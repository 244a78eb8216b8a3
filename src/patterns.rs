//! The five LED patterns.
//!
//! A pattern runs to completion before the controller samples the inputs
//! again. The counting and ring patterns re-read the switches after every
//! step and stop as soon as they no longer show the position that selected
//! them; that check is the only point where a pattern can be left early.

use embedded_hal::digital::{InputPin, StatefulOutputPin};
use embedded_hal_async::delay::DelayNs;

use crate::config::Timing;
use crate::error::Result;
use crate::hardware::pmod_8ld::{ALL_OFF, ALL_ON, EVEN, ODD};
use crate::hardware::traits::OutputPort;
use crate::hardware::{ButtonStatus, Color, PeripheralSet, SwitchStatus};

/// Pattern to run, with whatever input it depends on.
#[derive(Debug, Clone, Copy, PartialEq, Eq)]
#[cfg_attr(target_os = "none", derive(defmt::Format))]
pub enum Pattern {
    /// Static combination picked by the buttons, or a 1 Hz flash when both
    /// are held.
    Buttons(ButtonStatus),
    /// Binary count 0..=255 on the array.
    CountUp,
    /// Binary count down from 255, wrapping past 0.
    CountDown,
    /// One 1 Hz on/off cycle of every output.
    Flash,
    /// A single lit LED walking from LED0 to LED7.
    RingCounter,
}

pub struct PatternEngine<O, I, D> {
    peripherals: PeripheralSet<O, I>,
    delay: D,
    timing: Timing,
}

impl<O, I, D> PatternEngine<O, I, D>
where
    O: StatefulOutputPin,
    I: InputPin,
    D: DelayNs,
{
    pub fn new(peripherals: PeripheralSet<O, I>, delay: D, timing: Timing) -> Self {
        Self {
            peripherals,
            delay,
            timing,
        }
    }

    pub fn peripherals(&mut self) -> &mut PeripheralSet<O, I> {
        &mut self.peripherals
    }

    pub fn timing(&self) -> &Timing {
        &self.timing
    }

    pub fn release(self) -> (PeripheralSet<O, I>, D) {
        (self.peripherals, self.delay)
    }

    pub async fn run(&mut self, pattern: Pattern) -> Result<()> {
        match pattern {
            Pattern::Buttons(status) => self.buttons(status).await,
            Pattern::CountUp => self.count_up().await,
            Pattern::CountDown => self.count_down().await,
            Pattern::Flash => self.flash().await,
            Pattern::RingCounter => self.ring_counter().await,
        }
    }

    /// | Buttons        | LED        | RGB            | Array     |
    /// |----------------|------------|----------------|-----------|
    /// | both pressed   | 1 Hz flash | 1 Hz blue flash| off       |
    /// | button 1 only  | on         | off            | 0,2,4,6   |
    /// | button 2 only  | off        | pink           | 1,3,5,7   |
    /// | none           | off        | green          | all on    |
    ///
    /// Only the both-pressed case waits; the others return immediately.
    pub async fn buttons(&mut self, status: ButtonStatus) -> Result<()> {
        match (status.button1_pressed(), status.button2_pressed()) {
            (true, true) => {
                self.peripherals.show(true, Color::Blue, ALL_OFF)?;
                self.wait(self.timing.flash_ms).await;
                self.peripherals.show(false, Color::Off, ALL_OFF)?;
                self.wait(self.timing.flash_ms).await;
            }
            (true, false) => self.peripherals.show(true, Color::Off, EVEN)?,
            (false, true) => self.peripherals.show(false, Color::Pink, ODD)?,
            (false, false) => self.peripherals.show(false, Color::Green, ALL_ON)?,
        }
        Ok(())
    }

    pub async fn count_up(&mut self) -> Result<()> {
        self.peripherals.show(true, Color::Red, ALL_OFF)?;
        for count in 0..=u8::MAX {
            self.peripherals.leds.write(count)?;
            self.wait(self.timing.count_step_ms).await;
            if !self.still_selected(SwitchStatus::SW1)? {
                debug!("count up left at {=u8}", count);
                break;
            }
        }
        Ok(())
    }

    /// Never ends on its own: after 0 the count wraps to 255 and carries on
    /// until the switches move.
    pub async fn count_down(&mut self) -> Result<()> {
        self.peripherals.show(false, Color::Blue, ALL_ON)?;
        let mut count = u8::MAX;
        loop {
            self.peripherals.leds.write(count)?;
            self.wait(self.timing.count_step_ms).await;
            if !self.still_selected(SwitchStatus::SW2)? {
                debug!("count down left at {=u8}", count);
                return Ok(());
            }
            count = count.wrapping_sub(1);
        }
    }

    pub async fn flash(&mut self) -> Result<()> {
        self.peripherals.show(true, Color::Green, ALL_ON)?;
        self.wait(self.timing.flash_ms).await;
        self.peripherals.show(false, Color::Off, ALL_OFF)?;
        self.wait(self.timing.flash_ms).await;
        Ok(())
    }

    pub async fn ring_counter(&mut self) -> Result<()> {
        self.peripherals.show(false, Color::Off, ALL_OFF)?;
        let mut bit: u8 = 0x01;
        for _ in 0..8 {
            self.peripherals.leds.write(bit)?;
            self.wait(self.timing.ring_step_ms).await;
            bit <<= 1;
            if !self.still_selected(SwitchStatus::SW4)? {
                break;
            }
        }
        Ok(())
    }

    pub async fn wait(&mut self, ms: u32) {
        self.delay.delay_ms(ms).await;
    }

    fn still_selected(&mut self, selected: SwitchStatus) -> Result<bool> {
        Ok(self.peripherals.switches.status()? == selected)
    }
}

▶ [Instructions to follow] Return every line above that contains the word "DelayNs".

▶ [Reply to the exercise]
use embedded_hal_async::delay::DelayNs;
    D: DelayNs,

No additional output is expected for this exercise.